The submersibles have special mechanical arms which can be used to collect specimens, and state-of-the-art cameras will record every detail of the underwater adventure.

Lead researcher Professor Justin Marshall said that they would be hunting the giant squid and deep sea jellies, which can grow to the size of a bus.

They also expected to discover a range of new species.

"We only have a very limited idea of what really lives down in the depths around Australia," Prof Marshall said.

"It's not bragging to say that we will discover new life."

Expedition leader Michael McDowell said only five per cent of the world's oceans have so far been explored, and that scientists estimate up to 10 million species are still undiscovered.

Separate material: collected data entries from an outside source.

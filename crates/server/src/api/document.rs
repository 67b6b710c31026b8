//! 课程资料的下载与删除。

use std::sync::Arc;

use axum::{
    Router,
    extract::{Path, Query, State},
    response::{Redirect, Response},
    routing::{get, post},
};
use collegejump_api_types::forms::ReturnToQuery;
use collegejump_core::domain::{Action, DocumentId, Resource, ReturnTo, policy::authorize};
use sea_orm::TransactionTrait;
use tracing::info;

use super::error::AppError;
use super::state::AppState;
use super::upload::download;
use crate::auth::CurrentUser;
use crate::repository::SyllabusRepository;

pub fn router() -> Router<Arc<AppState>> {
    Router::new()
        .route("/document/{document_id}", get(download_document))
        .route("/document/{document_id}/remove", post(remove_document))
}

async fn download_document(
    State(state): State<Arc<AppState>>,
    CurrentUser(session): CurrentUser,
    Path(document_id): Path<i32>,
) -> Result<Response, AppError> {
    authorize(&session.viewer(), Resource::Document, Action::Download)?;

    let document = SyllabusRepository::new(&state.db)
        .find_document(DocumentId::new(document_id))
        .await?
        .ok_or(AppError::NotFound)?;

    Ok(download(
        &document.name,
        "application/octet-stream",
        document.data,
    ))
}

/// 删除资料后回到 `returnto` 指定的本站页面。
async fn remove_document(
    State(state): State<Arc<AppState>>,
    CurrentUser(session): CurrentUser,
    Path(document_id): Path<i32>,
    Query(query): Query<ReturnToQuery>,
) -> Result<Redirect, AppError> {
    authorize(&session.viewer(), Resource::Document, Action::Delete)?;
    let document_id = DocumentId::new(document_id);

    let txn = state.db.begin().await?;
    if !SyllabusRepository::new(&txn)
        .delete_document(document_id)
        .await?
    {
        return Err(AppError::NotFound);
    }
    txn.commit().await?;

    info!(document_id = %document_id, user_id = %session.user.id, "document removed");

    let target = ReturnTo::first_or(
        [query.returnto.as_deref(), query.next.as_deref()],
        "/syllabus/",
    );
    Ok(Redirect::to(target.as_str()))
}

The project suffered an initial setback when scientific equipment to be used on the 56 metre, $16 million vessel was damaged during Hurricane Katrina.

However, the ship, which is now in Seattle in the US, is currently undergoing a complete re-fit.

The first of a number of expeditions is expected to get underway in late 2007, with Osprey Reef off the coast of far north Queensland and the outer slope of the Great Barrier Reef tipped to be the first areas to be explored.

Other potential sites include deep sea canyons off the South Australian and West Australian coasts, and sea mountains off New South Wales and Victoria.

The project has been jointly funded by the Australian Research Council, University of Queensland, and a number of private parties.

Future investors will have the chance to accompany the scientists on some of their research trips.